Así como la selección natural ha evolucionado el sexo como medio para amplificar la variación genética, ha evolucionado el arte en los seres humanos como medio para amplificar la variación conductual. El arte ha sido diseñado por la evolución para la creatividad.

El sistema inmunológico humano y el cerebro humano infante naturalmente sobreproducen las opciones para lidiar con la mayor cantidad de situaciones impredecibles que sea posible. Entonces, recortan lo que sea que no esté activado por la experiencia y regeneran de lo que sea que haya sido estimulado por la experiencia. Estos procesos darwinianos de segundo orden permiten un nivel adicional de flexibilidad, más allá de la variación genética de primer orden, un ajuste aun más sensible a una imprevisibilidad a un plazo más corto.



El arte es una máquina darwiniana subsidiaria, que genera variaciones u opciones no naturales sino “antinaturales.” Por “antinaturales,” quiero decir sólo que el arte involucra opciones humanas altamente deliberadas, tanto individuales como culturales, incluso si éstas son en sí mismas finalmente productos de la naturaleza.

La creatividad como principio, como proceso darwiniano, no resuelve ningún problema particular pre-especificado; pero ofrece una manera adicional de generar nuevas posibilidades que pueden resultar en la resolución de problemas, incluso significativos, siempre y cuando exista una presión consistente hacia una solución –ya sea a través de generaciones, como en la selección natural, o a través de semanas o meses o años, como cuando un cuentista, digamos, escribe el borrador y revisa un relato, o sólo en minutos o segundos en el esparcimiento de activación neural en un poeta o un científico que busca una nueva imagen o idea, en una mente preparada durante muchos años y a partir de muchos procesos.

El arte no evolucionó para fomentar la creatividad.
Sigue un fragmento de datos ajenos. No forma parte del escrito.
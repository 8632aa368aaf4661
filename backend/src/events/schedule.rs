//! Event schedule: the pending-event priority queue
//!
//! Events leave the schedule in exactly the total order of [`Event`]. The
//! backing store is a `BTreeSet` keyed by `(event, insertion_seq)`, so
//! identical events can be pending at once and both ends are reachable in
//! O(log n).
//!
//! Nothing is ever removed except from the front: a stale event (e.g. a
//! patience timeout for a patient already served) stays scheduled and is
//! made harmless by its handler.

use crate::models::event::Event;
use crate::models::queue::QueueError;
use std::collections::BTreeSet;

/// Min-priority queue of pending events
///
/// # Example
/// ```
/// use hospital_des_core::EventSchedule;
/// use hospital_des_core::models::event::{Event, EventKind};
///
/// let mut schedule = EventSchedule::new();
/// schedule.enqueue(Event::new(20, EventKind::TriageQueueEntrance, Some(10), None));
/// schedule.enqueue(Event::new(5, EventKind::PatientLeaveHospital, Some(3), Some(2)));
///
/// assert_eq!(schedule.peek_front().unwrap().time(), 5);
/// assert_eq!(schedule.peek_back().unwrap().time(), 20);
/// assert_eq!(schedule.dequeue().unwrap().time(), 5);
/// ```
#[derive(Debug, Clone, Default)]
pub struct EventSchedule {
    pending: BTreeSet<(Event, u64)>,
    next_seq: u64,
}

impl EventSchedule {
    pub fn new() -> Self {
        Self::default()
    }

    /// Add an event in its sorted position
    pub fn enqueue(&mut self, event: Event) {
        self.pending.insert((event, self.next_seq));
        self.next_seq += 1;
    }

    /// Remove and return the earliest event
    pub fn dequeue(&mut self) -> Result<Event, QueueError> {
        self.pending
            .pop_first()
            .map(|(event, _)| event)
            .ok_or(QueueError::EmptyQueue)
    }

    /// Earliest pending event
    pub fn peek_front(&self) -> Result<Event, QueueError> {
        self.pending
            .first()
            .map(|(event, _)| *event)
            .ok_or(QueueError::EmptyQueue)
    }

    /// Latest pending event
    pub fn peek_back(&self) -> Result<Event, QueueError> {
        self.pending
            .last()
            .map(|(event, _)| *event)
            .ok_or(QueueError::EmptyQueue)
    }

    pub fn is_empty(&self) -> bool {
        self.pending.is_empty()
    }

    pub fn len(&self) -> usize {
        self.pending.len()
    }

    /// Pending events, earliest first
    pub fn iter(&self) -> impl Iterator<Item = &Event> + '_ {
        self.pending.iter().map(|(event, _)| event)
    }
}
La evolución no tiene previsión. No puede evolucionar lo que sólo tiene ventajas futuras, pero puede evolucionar sólo lo que ofrece beneficios ahora. No obstante, el arte ahora fomenta la creatividad. Entonces, ¿cómo evolucionó y por qué?

Las nuevas soluciones evolutivas, en sí mismas, muchas veces engendran nuevos problemas. Cuando nuestros cerebros nos permitieron convertirnos en súper predadores, para dominar nuestros entornos y ganarnos la comida que necesitásemos en mucho menos tiempo que nuestras horas de vigilia, no resolvimos el “problema” del tiempo libre, como lo hicieron otros predadores mayores, como los leones, los tigres, o los osos, durmiendo las horas extra alejados, para conservar energía. Incluso durante el descanso, nuestros cerebros grandes consumen una alta proporción de nuestra energía, y ya que nos ofrecen la mayoría de nuestras ventajas contra otras especies y otros individuos, nos beneficiamos no descansándolos lo más posible sino desarrollándolos en tiempos de seguridad y esparcimiento. El arte como juego cognitivo, apelando a nuestro apetito por la información significativa estructurada en patrones, compromete nuestra atención de una manera que sirve de autorecompensa, y por lo tanto, nos estimula a fortalecer el poder procesual de nuestras mentes en torno a las clases de información que más nos importan.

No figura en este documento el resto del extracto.